## What the task requires
Lines after the one containing "presenting to users" are to be omitted; print exactly each line from the start of the records up to and including it.

(Stored records)
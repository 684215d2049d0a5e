// Copyright 2023 The Treemerge Authors
//
// Licensed under the Apache License, Version 2.0 (the "License");
// you may not use this file except in compliance with the License.
// You may obtain a copy of the License at
//
// https://www.apache.org/licenses/LICENSE-2.0
//
// Unless required by applicable law or agreed to in writing, software
// distributed under the License is distributed on an "AS IS" BASIS,
// WITHOUT WARRANTIES OR CONDITIONS OF ANY KIND, either express or implied.
// See the License for the specific language governing permissions and
// limitations under the License.

use std::cmp::Ordering;
use std::fmt::{Debug, Error, Formatter};
use std::path::{Path, PathBuf};

#[derive(Clone, PartialEq, Eq, Hash)]
pub struct RepoPath {
    // Internal string form: components joined by '/', no leading or
    // trailing slash. The root path is the empty string.
    value: String,
}

impl Debug for RepoPath {
    fn fmt(&self, f: &mut Formatter<'_>) -> Result<(), Error> {
        f.write_fmt(format_args!("{:?}", &self.value))
    }
}

impl RepoPath {
    pub fn root() -> Self {
        RepoPath {
            value: String::new(),
        }
    }

    /// The full string form used internally, not for presenting to users
    /// (where we may want to use the platform's separator).
    pub fn from_internal_string(value: &str) -> Self {
        assert!(!value.starts_with('/') && !value.ends_with('/'));
        RepoPath {
            value: value.to_owned(),
        }
    }

    pub fn as_internal_str(&self) -> &str {
        &self.value
    }

    pub fn is_root(&self) -> bool {
        self.value.is_empty()
    }

    pub fn components(&self) -> impl Iterator<Item = &str> {
        self.value.split('/').filter(|c| !c.is_empty())
    }

    pub fn join(&self, name: &str) -> RepoPath {
        debug_assert!(!name.is_empty() && !name.contains('/'));
        if self.is_root() {
            RepoPath {
                value: name.to_owned(),
            }
        } else {
            RepoPath {
                value: format!("{}/{}", self.value, name),
            }
        }
    }

    pub fn parent(&self) -> Option<RepoPath> {
        if self.is_root() {
            None
        } else {
            match self.value.rfind('/') {
                None => Some(RepoPath::root()),
                Some(i) => Some(RepoPath {
                    value: self.value[..i].to_owned(),
                }),
            }
        }
    }

    pub fn split(&self) -> Option<(RepoPath, &str)> {
        if self.is_root() {
            None
        } else {
            match self.value.rfind('/') {
                None => Some((RepoPath::root(), &self.value)),
                Some(i) => Some((
                    RepoPath {
                        value: self.value[..i].to_owned(),
                    },
                    &self.value[i + 1..],
                )),
            }
        }
    }

    pub fn basename(&self) -> Option<&str> {
        self.split().map(|(_, name)| name)
    }

    /// Whether `self` is an ancestor directory of `other` (or equal to it).
    pub fn contains(&self, other: &RepoPath) -> bool {
        if self.is_root() {
            return true;
        }
        other.value.starts_with(&self.value)
            && (other.value.len() == self.value.len()
                || other.value.as_bytes()[self.value.len()] == b'/')
    }

    pub fn to_fs_path(&self, base: &Path) -> PathBuf {
        let mut result = base.to_owned();
        for component in self.components() {
            result.push(component);
        }
        result
    }
}

// Paths are ordered component by component, not by the raw internal
// string. That makes "a/b" sort before "a.x", which is the order a
// pre-order tree walk produces and the order the dircache requires.
impl Ord for RepoPath {
    fn cmp(&self, other: &Self) -> Ordering {
        self.components().cmp(other.components())
    }
}

impl PartialOrd for RepoPath {
    fn partial_cmp(&self, other: &Self) -> Option<Ordering> {
        Some(self.cmp(other))
    }
}
/// Materializes an index entry into the working copy, replacing whatever
/// is at that path.
pub fn write_entry(
    store: &Store,
    root: &Path,
    entry: &DirCacheEntry,
) -> Result<(), WorkingCopyError> {
    let disk_path = entry.path.to_fs_path(root);
    create_parent_dirs(root, &entry.path)?;
    remove_existing(&disk_path)?;
    if entry.mode.is_symlink() {
        let target = store.read_blob(&entry.id)?;
        let target = String::from_utf8_lossy(&target).into_owned();
        #[cfg(unix)]
        {
            symlink(&target, &disk_path).map_err(|err| WorkingCopyError::IoError {
                message: format!(
                    "Failed to create symlink from {} to {target}",
                    disk_path.display()
                ),
                err,
            })?;
        }
        #[cfg(windows)]
        {
            fs::write(&disk_path, target.as_bytes()).map_err(|err| {
                WorkingCopyError::IoError {
                    message: format!("Failed to write file {}", disk_path.display()),
                    err,
                }
            })?;
        }
    } else if entry.mode.is_gitlink() {
        // A nested repository is represented by its directory only.
        fs::create_dir(&disk_path).map_err(|err| WorkingCopyError::IoError {
            message: format!("Failed to create directory {}", disk_path.display()),
            err,
        })?;
    } else {
        let contents = store.read_blob(&entry.id)?;
        let mut file = OpenOptions::new()
            .write(true)
            .create_new(true) // Don't follow a concurrently created symlink.
            .open(&disk_path)
            .map_err(|err| WorkingCopyError::IoError {
                message: format!("Failed to open file {} for writing", disk_path.display()),
                err,
            })?;
        file.write_all(&contents)
            .map_err(|err| WorkingCopyError::IoError {
                message: format!("Failed to write file {}", disk_path.display()),
                err,
            })?;
        set_executable(&disk_path, entry.mode.is_executable())?;
    }
    Ok(())
}

/// Writes merged content at a path, replacing whatever is there, and
/// returns the written file's mtime for the index entry.
pub fn write_merged_bytes(
    root: &Path,
    path: &RepoPath,
    contents: &[u8],
) -> Result<MillisSinceEpoch, WorkingCopyError> {
    let disk_path = path.to_fs_path(root);
    create_parent_dirs(root, path)?;
    remove_existing(&disk_path)?;
    let mut file = OpenOptions::new()
        .write(true)
        .create_new(true)
        .open(&disk_path)
        .map_err(|err| WorkingCopyError::IoError {
            message: format!("Failed to open file {} for writing", disk_path.display()),
            err,
        })?;
    file.write_all(contents)
        .map_err(|err| WorkingCopyError::IoError {
            message: format!("Failed to write file {}", disk_path.display()),
            err,
        })?;
    let metadata = file
        .metadata()
        .map_err(|err| WorkingCopyError::for_stat_error(err, &disk_path))?;
    Ok(mtime_from_metadata(&metadata))
}

/// Removes the file or (empty) directory at a path. A missing path
/// counts as deleted.
pub fn delete_path(root: &Path, path: &RepoPath) -> std::io::Result<()> {
    let disk_path = path.to_fs_path(root);
    match disk_path.symlink_metadata() {
        Err(err) if err.kind() == std::io::ErrorKind::NotFound => Ok(()),
        Err(err) => Err(err),
        Ok(metadata) if metadata.is_dir() => fs::remove_dir(&disk_path),
        Ok(_) => fs::remove_file(&disk_path),
    }
}

#[cfg(test)]
mod tests {
    use super::*;
    use crate::backend::blob_id;
    use crate::dircache::Stage;
    use crate::testutils::new_store;

    fn file_entry(store: &Store, path: &str, contents: &str) -> DirCacheEntry {
        let id = store.write_blob(contents.as_bytes()).unwrap();
        DirCacheEntry {
            path: RepoPath::from_internal_string(path),
            stage: Stage::Merged,
            mode: FileMode::REGULAR_FILE,
            id,
            mtime: MillisSinceEpoch(0),
            size: contents.len() as u64,
        }
    }

    #[test]
    fn test_snapshot_hashes_contents() {
        let temp_dir = tempfile::tempdir().unwrap();
        let root = temp_dir.path().to_owned();
        fs::create_dir(root.join("dir")).unwrap();
        fs::write(root.join("dir/file"), b"contents").unwrap();
        fs::write(root.join("top"), b"other").unwrap();

        let snapshot = WorktreeSnapshot::snapshot(root).unwrap();
        let state = &snapshot.states()[&RepoPath::from_internal_string("dir/file")];
        assert_eq!(state.mode, FileMode::REGULAR_FILE);
        assert_eq!(state.id, blob_id(b"contents"));
        assert_eq!(state.size, 8);
        assert!(snapshot
            .states()
            .contains_key(&RepoPath::from_internal_string("top")));
        // Directories are implied, not listed.
        assert!(!snapshot
            .states()
            .contains_key(&RepoPath::from_internal_string("dir")));
    }

    #[test]
    fn test_write_entry_creates_parents() {
        let store = new_store();
        let temp_dir = tempfile::tempdir().unwrap();
        let entry = file_entry(&store, "a/b/c", "deep");
        write_entry(&store, temp_dir.path(), &entry).unwrap();
        assert_eq!(
            fs::read(temp_dir.path().join("a/b/c")).unwrap(),
            b"deep"
        );
    }

    #[test]
    fn test_write_entry_replaces_directory() {
        let store = new_store();
        let temp_dir = tempfile::tempdir().unwrap();
        fs::create_dir_all(temp_dir.path().join("a/b")).unwrap();
        let entry = file_entry(&store, "a", "now a file");
        write_entry(&store, temp_dir.path(), &entry).unwrap();
        assert_eq!(
            fs::read(temp_dir.path().join("a")).unwrap(),
            b"now a file"
        );
    }

    #[test]
    fn test_create_parent_dirs_removes_blocking_file() {
        let temp_dir = tempfile::tempdir().unwrap();
        fs::write(temp_dir.path().join("a"), b"in the way").unwrap();
        create_parent_dirs(temp_dir.path(), &RepoPath::from_internal_string("a/b")).unwrap();
        assert!(temp_dir.path().join("a").is_dir());
    }

    #[test]
    fn test_delete_path_tolerates_missing() {
        let temp_dir = tempfile::tempdir().unwrap();
        delete_path(temp_dir.path(), &RepoPath::from_internal_string("gone")).unwrap();
    }

    #[test]
    fn test_delete_path_refuses_non_empty_directory() {
        let temp_dir = tempfile::tempdir().unwrap();
        fs::create_dir(temp_dir.path().join("d")).unwrap();
        fs::write(temp_dir.path().join("d/f"), b"x").unwrap();
        assert!(delete_path(temp_dir.path(), &RepoPath::from_internal_string("d")).is_err());
        delete_path(temp_dir.path(), &RepoPath::from_internal_string("d/f")).unwrap();
        delete_path(temp_dir.path(), &RepoPath::from_internal_string("d")).unwrap();
        assert!(!temp_dir.path().join("d").exists());
    }
}
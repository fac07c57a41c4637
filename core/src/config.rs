//! Node configuration
//!
//! Process-wide protocol constants. Nothing is persisted: the routing table
//! is rebuilt from the local entry on every start.

use crate::frame::max_payload_len;
use crate::routing::Advertisement;
use serde::{Deserialize, Serialize};
use std::time::Duration;
use thiserror::Error;

/// Errors that can occur during config validation
#[derive(Debug, Error, Clone, PartialEq, Eq)]
pub enum ConfigError {
    #[error("Invalid table capacity: must hold the local entry and at least one more, got {0}")]
    InvalidTableCapacity(usize),

    #[error("Invalid broadcast period: must be > 0 ms")]
    InvalidBroadcastPeriod,

    #[error("Invalid datagram size: {got} bytes cannot carry an advertisement (need {need})")]
    DatagramTooSmall { got: usize, need: usize },

    #[error("Invalid queue capacity for {0}: must be > 0")]
    InvalidQueueCapacity(&'static str),
}

/// Protocol constants for one node
#[derive(Debug, Clone, PartialEq, Eq, Serialize, Deserialize)]
#[serde(default)]
pub struct NodeConfig {
    /// Routing table capacity N, including the local entry
    pub table_capacity: usize,

    /// Broadcast period T in milliseconds
    pub broadcast_period_ms: u64,

    /// Largest datagram the radio accepts
    pub max_datagram_size: usize,

    /// Link events buffered between the radio callbacks and the protocol task
    pub event_queue_capacity: usize,

    /// Pending application requests buffered for the protocol task
    pub command_queue_capacity: usize,

    /// Application notifications buffered before they are dropped
    pub notification_queue_capacity: usize,
}

impl Default for NodeConfig {
    fn default() -> Self {
        Self {
            table_capacity: 10,
            broadcast_period_ms: 5000,
            max_datagram_size: 250, // ESP-NOW payload limit
            event_queue_capacity: 6,
            command_queue_capacity: 16,
            notification_queue_capacity: 64,
        }
    }
}

impl NodeConfig {
    /// Validate configuration constants
    pub fn validate(&self) -> Result<(), ConfigError> {
        if self.table_capacity < 2 {
            return Err(ConfigError::InvalidTableCapacity(self.table_capacity));
        }

        if self.broadcast_period_ms == 0 {
            return Err(ConfigError::InvalidBroadcastPeriod);
        }

        if max_payload_len(self.max_datagram_size) < Advertisement::WIRE_LEN {
            return Err(ConfigError::DatagramTooSmall {
                got: self.max_datagram_size,
                need: Advertisement::WIRE_LEN + crate::frame::FRAME_OVERHEAD,
            });
        }

        if self.event_queue_capacity == 0 {
            return Err(ConfigError::InvalidQueueCapacity("events"));
        }
        if self.command_queue_capacity == 0 {
            return Err(ConfigError::InvalidQueueCapacity("commands"));
        }
        if self.notification_queue_capacity == 0 {
            return Err(ConfigError::InvalidQueueCapacity("notifications"));
        }

        Ok(())
    }

    /// Broadcast period T
    pub fn broadcast_period(&self) -> Duration {
        Duration::from_millis(self.broadcast_period_ms)
    }

    /// Direct neighbors silent for longer than this are poisoned (2T)
    pub fn stale_timeout(&self) -> Duration {
        self.broadcast_period() * 2
    }

    /// Delay between consecutive incremental updates (T / N)
    pub fn pacing_delay(&self) -> Duration {
        self.broadcast_period() / self.table_capacity.max(1) as u32
    }
}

## Final answer
repository 684215d2049d0a5e
// Copyright 2023 The Treemerge Authors
//
// Licensed under the Apache License, Version 2.0 (the "License");
// you may not use this file except in compliance with the License.
// You may obtain a copy of the License at
//
// https://www.apache.org/licenses/LICENSE-2.0
//
// Unless required by applicable law or agreed to in writing, software
// distributed under the License is distributed on an "AS IS" BASIS,
// WITHOUT WARRANTIES OR CONDITIONS OF ANY KIND, either express or implied.
// See the License for the specific language governing permissions and
// limitations under the License.

use std::cmp::Ordering;
use std::fmt::{Debug, Error, Formatter};
use std::path::{Path, PathBuf};

#[derive(Clone, PartialEq, Eq, Hash)]
pub struct RepoPath {
    // Internal string form: components joined by '/', no leading or
    // trailing slash. The root path is the empty string.
    value: String,
}

impl Debug for RepoPath {
    fn fmt(&self, f: &mut Formatter<'_>) -> Result<(), Error> {
        f.write_fmt(format_args!("{:?}", &self.value))
    }
}

impl RepoPath {
    pub fn root() -> Self {
        RepoPath {
            value: String::new(),
        }
    }

    /// The full string form used internally, not for presenting to users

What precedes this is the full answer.